REQUIREMENT: Everything in the listing must be transcribed exactly, from the first line to the last.

LISTED ENTRIES:
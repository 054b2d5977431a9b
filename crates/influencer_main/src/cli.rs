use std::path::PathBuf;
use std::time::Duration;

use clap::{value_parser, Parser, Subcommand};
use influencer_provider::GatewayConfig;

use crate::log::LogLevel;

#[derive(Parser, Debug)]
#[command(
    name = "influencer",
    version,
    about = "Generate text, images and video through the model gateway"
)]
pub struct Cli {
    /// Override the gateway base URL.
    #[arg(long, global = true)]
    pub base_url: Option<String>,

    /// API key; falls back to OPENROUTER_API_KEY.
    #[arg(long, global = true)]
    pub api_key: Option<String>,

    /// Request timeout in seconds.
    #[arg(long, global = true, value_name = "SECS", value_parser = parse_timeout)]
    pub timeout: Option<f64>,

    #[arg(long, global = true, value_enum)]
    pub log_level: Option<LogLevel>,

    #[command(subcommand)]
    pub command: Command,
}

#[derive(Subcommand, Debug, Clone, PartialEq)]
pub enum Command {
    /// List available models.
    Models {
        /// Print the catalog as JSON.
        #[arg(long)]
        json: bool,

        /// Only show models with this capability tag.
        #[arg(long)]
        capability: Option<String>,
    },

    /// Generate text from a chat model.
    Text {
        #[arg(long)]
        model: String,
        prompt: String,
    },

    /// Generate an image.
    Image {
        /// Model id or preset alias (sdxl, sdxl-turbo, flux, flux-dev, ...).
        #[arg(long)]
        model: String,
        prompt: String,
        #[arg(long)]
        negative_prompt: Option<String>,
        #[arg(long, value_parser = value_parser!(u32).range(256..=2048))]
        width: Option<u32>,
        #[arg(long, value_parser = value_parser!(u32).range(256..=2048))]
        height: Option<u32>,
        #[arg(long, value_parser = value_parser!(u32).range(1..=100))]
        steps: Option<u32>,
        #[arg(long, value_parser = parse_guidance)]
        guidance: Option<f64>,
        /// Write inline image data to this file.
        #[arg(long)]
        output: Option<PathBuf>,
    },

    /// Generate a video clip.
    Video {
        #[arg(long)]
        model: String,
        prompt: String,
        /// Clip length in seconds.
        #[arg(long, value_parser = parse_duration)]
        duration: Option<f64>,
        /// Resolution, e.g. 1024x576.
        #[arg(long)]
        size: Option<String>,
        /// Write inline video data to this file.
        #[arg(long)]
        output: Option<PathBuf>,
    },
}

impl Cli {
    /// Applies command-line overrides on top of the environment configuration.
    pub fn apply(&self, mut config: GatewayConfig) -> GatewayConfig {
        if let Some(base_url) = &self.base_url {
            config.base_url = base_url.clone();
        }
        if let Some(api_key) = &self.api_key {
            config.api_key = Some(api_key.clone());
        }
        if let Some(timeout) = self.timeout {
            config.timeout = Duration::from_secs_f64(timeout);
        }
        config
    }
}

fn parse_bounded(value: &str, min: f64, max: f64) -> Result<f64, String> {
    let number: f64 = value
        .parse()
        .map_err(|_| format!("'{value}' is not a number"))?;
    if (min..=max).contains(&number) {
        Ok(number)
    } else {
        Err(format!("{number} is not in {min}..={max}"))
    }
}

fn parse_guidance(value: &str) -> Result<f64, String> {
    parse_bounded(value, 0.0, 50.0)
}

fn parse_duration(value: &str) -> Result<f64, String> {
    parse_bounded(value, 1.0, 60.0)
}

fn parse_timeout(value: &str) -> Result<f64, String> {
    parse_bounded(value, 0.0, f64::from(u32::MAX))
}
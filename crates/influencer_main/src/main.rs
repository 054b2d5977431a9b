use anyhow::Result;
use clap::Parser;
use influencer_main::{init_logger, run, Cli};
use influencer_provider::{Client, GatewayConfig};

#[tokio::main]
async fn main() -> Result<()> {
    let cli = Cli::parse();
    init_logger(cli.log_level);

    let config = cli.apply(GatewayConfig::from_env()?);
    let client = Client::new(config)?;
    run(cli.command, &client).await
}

SOLUTION TO THE PROBLEM:
repository 054b2d5977431a9b
filename crates/influencer_main/src/cli.rs
use std::path::PathBuf;
use std::time::Duration;

use clap::{value_parser, Parser, Subcommand};
use influencer_provider::GatewayConfig;

use crate::log::LogLevel;

#[derive(Parser, Debug)]
#[command(
    name = "influencer",
    version,
    about = "Generate text, images and video through the model gateway"
)]
pub struct Cli {
    /// Override the gateway base URL.
    #[arg(long, global = true)]
    pub base_url: Option<String>,

    /// API key; falls back to OPENROUTER_API_KEY.
    #[arg(long, global = true)]
    pub api_key: Option<String>,

    /// Request timeout in seconds.
    #[arg(long, global = true, value_name = "SECS", value_parser = parse_timeout)]
    pub timeout: Option<f64>,

    #[arg(long, global = true, value_enum)]
    pub log_level: Option<LogLevel>,

    #[command(subcommand)]
    pub command: Command,
}

#[derive(Subcommand, Debug, Clone, PartialEq)]
pub enum Command {
    /// List available models.
    Models {
        /// Print the catalog as JSON.
        #[arg(long)]
        json: bool,

        /// Only show models with this capability tag.
        #[arg(long)]
        capability: Option<String>,
    },

    /// Generate text from a chat model.
    Text {
        #[arg(long)]
        model: String,
        prompt: String,
    },

    /// Generate an image.
    Image {
        /// Model id or preset alias (sdxl, sdxl-turbo, flux, flux-dev, ...).
        #[arg(long)]
        model: String,
        prompt: String,
        #[arg(long)]
        negative_prompt: Option<String>,
        #[arg(long, value_parser = value_parser!(u32).range(256..=2048))]
        width: Option<u32>,
        #[arg(long, value_parser = value_parser!(u32).range(256..=2048))]
        height: Option<u32>,
        #[arg(long, value_parser = value_parser!(u32).range(1..=100))]
        steps: Option<u32>,
        #[arg(long, value_parser = parse_guidance)]
        guidance: Option<f64>,
        /// Write inline image data to this file.
        #[arg(long)]
        output: Option<PathBuf>,
    },

    /// Generate a video clip.
    Video {
        #[arg(long)]
        model: String,
        prompt: String,
        /// Clip length in seconds.
        #[arg(long, value_parser = parse_duration)]
        duration: Option<f64>,
        /// Resolution, e.g. 1024x576.
        #[arg(long)]
        size: Option<String>,
        /// Write inline video data to this file.
        #[arg(long)]
        output: Option<PathBuf>,
    },
}

impl Cli {
    /// Applies command-line overrides on top of the environment configuration.
    pub fn apply(&self, mut config: GatewayConfig) -> GatewayConfig {
        if let Some(base_url) = &self.base_url {
            config.base_url = base_url.clone();
        }
        if let Some(api_key) = &self.api_key {
            config.api_key = Some(api_key.clone());
        }
        if let Some(timeout) = self.timeout {
            config.timeout = Duration::from_secs_f64(timeout);
        }
        config
    }
}

fn parse_bounded(value: &str, min: f64, max: f64) -> Result<f64, String> {
    let number: f64 = value
        .parse()
        .map_err(|_| format!("'{value}' is not a number"))?;
    if (min..=max).contains(&number) {
        Ok(number)
    } else {
        Err(format!("{number} is not in {min}..={max}"))
    }
}

fn parse_guidance(value: &str) -> Result<f64, String> {
    parse_bounded(value, 0.0, 50.0)
}

fn parse_duration(value: &str) -> Result<f64, String> {
    parse_bounded(value, 1.0, 60.0)
}

fn parse_timeout(value: &str) -> Result<f64, String> {
    parse_bounded(value, 0.0, f64::from(u32::MAX))
}
filename crates/influencer_main/src/main.rs
repository 054b2d5977431a9b
use anyhow::Result;
use clap::Parser;
use influencer_main::{init_logger, run, Cli};
use influencer_provider::{Client, GatewayConfig};

#[tokio::main]
async fn main() -> Result<()> {
    let cli = Cli::parse();
    init_logger(cli.log_level);

    let config = cli.apply(GatewayConfig::from_env()?);
    let client = Client::new(config)?;
    run(cli.command, &client).await
}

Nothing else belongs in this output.